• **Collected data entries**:
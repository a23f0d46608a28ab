// crates/sgs_config/src/lib.rs

//! SgsLab Config Layer
//!
//! LES 模型属性字典：模型选择、滤波尺度、测试滤波器、模型系数和输运属性。
//! 全部数值使用 f64，JSON 键名为 camelCase，所有键可缺省。
//!
//! # 模块概览
//!
//! - [`les_properties`]: `LesProperties` 及其子配置
//! - [`error`]: 配置错误类型
//!
//! # 校验策略
//!
//! - 缺失的可选键回退到默认值
//! - 存在但无效的值（类型错误、非有限数、负的模型常数、未知名称）
//!   在加载时即报错，不会被静默替换为零

#![warn(missing_docs)]
#![warn(clippy::all)]

pub mod error;
pub mod les_properties;

/// 层级标识
pub const LAYER: u8 = 3;

pub use error::ConfigError;
pub use les_properties::{
    DeltaConfig, DynamicCoeffs, FilterConfig, LesProperties, ModelKind, QrCoeffs,
    TransportConfig, DEFAULT_CE, DEFAULT_CK,
};
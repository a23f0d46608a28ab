// apps/sgs_cli/src/commands/mod.rs

//! 子命令实现

pub mod check_config;
pub mod run;
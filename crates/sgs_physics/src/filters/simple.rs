// crates/sgs_physics/src/filters/simple.rs

//! 简单滤波器：插值到面再按面积加权平均回单元

use sgs_mesh::FvMesh;

use super::SpatialFilter;
use crate::fields::{Field, FieldValue};
use crate::numerics::face_average;

/// 简单滤波器
#[derive(Debug, Clone, Copy, Default, PartialEq, Eq)]
pub struct SimpleFilter;

impl SpatialFilter for SimpleFilter {
    fn name(&self) -> &'static str {
        "simple"
    }

    fn apply<T: FieldValue>(&self, mesh: &FvMesh, field: &Field<T>) -> Field<T> {
        face_average(mesh, field).renamed(format!("simpleFilter({})", field.name()))
    }
}

#[cfg(test)]
mod tests {
    use super::*;
    use crate::fields::ScalarField;
    use sgs_foundation::Dimensions;
    use sgs_mesh::BoxMeshBuilder;

    #[test]
    fn test_one_dimensional_stencil() {
        // 3×1×1 非周期、单位单元：中间单元六个面中 x 方向两面来自邻居
        let mesh = BoxMeshBuilder::new(3, 1, 1)
            .with_lengths(3.0, 1.0, 1.0)
            .build()
            .unwrap();
        let phi = ScalarField::cells("phi", Dimensions::DIMLESS, vec![0.0, 3.0, 0.0]);
        let filtered = SimpleFilter.apply(&mesh, &phi);
        // 面值: x 两面 1.5，其余四面 3.0，面积相同
        let expected = (2.0 * 1.5 + 4.0 * 3.0) / 6.0;
        assert!((filtered[1] - expected).abs() < 1e-14);
    }
}
// crates/sgs_physics/src/turbulence/qr.rs

//! 等容 QR 代数模型
//!
//! 固定系数、无滤波：
//!
//! ```text
//! k    = (2 ck / ce) · δ² · |D|²
//! νsgs = ck · √k · δ
//! ```
//!
//! `nu_sgs` 通过 `k` 计算，二者始终一致。

use sgs_config::{LesProperties, QrCoeffs};

use super::traits::SgsClosure;
use crate::fields::{ScalarField, SymmTensorField};

/// QR 模型
#[derive(Debug, Clone, PartialEq)]
pub struct QrModel {
    ck: f64,
    ce: f64,
}

impl QrModel {
    /// 以给定常数创建
    pub fn new(ck: f64, ce: f64) -> Self {
        Self { ck, ce }
    }

    /// 从配置创建，缺省 ck 取默认值
    pub fn from_coeffs(coeffs: &QrCoeffs) -> Self {
        Self::new(coeffs.ck_or_default(), coeffs.ce)
    }

    /// 模型常数 ck
    pub fn ck(&self) -> f64 {
        self.ck
    }
}

impl SgsClosure for QrModel {
    fn name(&self) -> &'static str {
        "qr"
    }

    fn k(&self, strain_rate: &SymmTensorField, delta: &ScalarField) -> ScalarField {
        let delta2_d2 = &delta.sqr() * &strain_rate.mag_sqr();
        (&delta2_d2 * (2.0 * self.ck / self.ce)).renamed("k")
    }

    fn nu_sgs(&self, strain_rate: &SymmTensorField, delta: &ScalarField) -> ScalarField {
        let k = self.k(strain_rate, delta);
        (&(&k.sqrt() * delta) * self.ck).renamed("nuSgs")
    }

    fn ce(&self) -> f64 {
        self.ce
    }

    fn read(&mut self, props: &LesProperties) -> bool {
        match props.qr_coeffs.ck {
            Some(ck) if ck != self.ck => {
                log::info!("QR 模型 ck: {} -> {}", self.ck, ck);
                self.ck = ck;
                true
            }
            _ => false,
        }
    }
}

#[cfg(test)]
mod tests {
    use super::*;
    use crate::fields::SymmTensor;
    use sgs_config::{ModelKind, DEFAULT_CE, DEFAULT_CK};
    use sgs_foundation::Dimensions;

    fn inputs(magsqr_d: f64, delta: f64) -> (SymmTensorField, ScalarField) {
        // 纯剪切 xy = s: |D|² = 2s²
        let s = (magsqr_d / 2.0).sqrt();
        let d = SymmTensorField::uniform(
            "D",
            Dimensions::RATE,
            3,
            SymmTensor::new(0.0, s, 0.0, 0.0, 0.0, 0.0),
        );
        let delta = ScalarField::uniform("delta", Dimensions::LENGTH, 3, delta);
        (d, delta)
    }

    #[test]
    fn test_reference_values() {
        let model = QrModel::new(0.094, 1.048);
        let (d, delta) = inputs(4.0, 0.01);
        let k = model.k(&d, &delta);
        let nu_sgs = model.nu_sgs(&d, &delta);
        assert_eq!(k.dimensions(), Dimensions::SPECIFIC_ENERGY);
        assert_eq!(nu_sgs.dimensions(), Dimensions::KINEMATIC_VISCOSITY);
        let k_expected = 2.0 * 0.094 / 1.048 * 1e-4 * 4.0;
        assert!((k[0] - k_expected).abs() < 1e-18);
        assert!((k[0] - 7.176e-5).abs() < 1e-8);
        assert!((nu_sgs[0] - 7.9626e-6).abs() < 1e-10);
    }

    #[test]
    fn test_nu_sgs_uses_k() {
        let model = QrModel::new(0.1, 1.0);
        let (d, delta) = inputs(2.5, 0.03);
        let k = model.k(&d, &delta);
        let nu_sgs = model.nu_sgs(&d, &delta);
        for i in 0..3 {
            assert_eq!(nu_sgs[i], k[i].sqrt() * delta[i] * 0.1);
        }
    }

    #[test]
    fn test_zero_strain() {
        let model = QrModel::from_coeffs(&QrCoeffs::default());
        assert_eq!(model.ck(), DEFAULT_CK);
        assert_eq!(model.ce(), DEFAULT_CE);
        let (d, delta) = inputs(0.0, 0.1);
        assert!(model.k(&d, &delta).iter().all(|&k| k == 0.0));
        assert!(model.nu_sgs(&d, &delta).iter().all(|&nu| nu == 0.0));
    }

    #[test]
    fn test_read_updates_ck_only_when_present() {
        let mut model = QrModel::new(0.094, 1.048);
        let mut props = LesProperties::for_model(ModelKind::Qr);

        // 缺省 ck：保留原值
        assert!(!model.read(&props));
        assert_eq!(model.ck(), 0.094);

        props.qr_coeffs.ck = Some(0.094);
        assert!(!model.read(&props));

        props.qr_coeffs.ck = Some(0.12);
        assert!(model.read(&props));
        assert_eq!(model.ck(), 0.12);
        assert!(!model.is_dynamic());
    }
}
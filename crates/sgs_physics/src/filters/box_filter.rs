// crates/sgs_physics/src/filters/box_filter.rs

//! 盒式滤波器：单元与其面邻居的体积加权平均
//!
//! ```text
//! φ̄_c = (V_c φ_c + Σ_nb V_nb φ_nb) / (V_c + Σ_nb V_nb)
//! ```

use sgs_mesh::FvMesh;

use super::SpatialFilter;
use crate::fields::{Field, FieldLocation, FieldValue};
use crate::numerics::interpolation::assert_cell_field;

/// 盒式滤波器
#[derive(Debug, Clone, Copy, Default, PartialEq, Eq)]
pub struct BoxFilter;

impl SpatialFilter for BoxFilter {
    fn name(&self) -> &'static str {
        "box"
    }

    fn apply<T: FieldValue>(&self, mesh: &FvMesh, field: &Field<T>) -> Field<T> {
        assert_cell_field(mesh, field);
        let values = field.values();
        Field::from_fn(
            format!("boxFilter({})", field.name()),
            field.dimensions(),
            FieldLocation::Cell,
            mesh.n_cells(),
            |cell| {
                let centre = values[cell];
                let mut sum = T::ZERO;
                let mut volume = mesh.cell_volume(cell);
                for nb in mesh.cell_neighbours(cell) {
                    let v = mesh.cell_volume(nb);
                    sum = sum + (values[nb] - centre) * v;
                    volume += v;
                }
                centre + sum * (1.0 / volume)
            },
        )
    }
}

• **Your assignment**: Show the lines in the entries above that include the string "QrCoeffs".

• **Response box**:
    DeltaConfig, DynamicCoeffs, FilterConfig, LesProperties, ModelKind, QrCoeffs,
use sgs_config::{LesProperties, QrCoeffs};
    pub fn from_coeffs(coeffs: &QrCoeffs) -> Self {
        let model = QrModel::from_coeffs(&QrCoeffs::default());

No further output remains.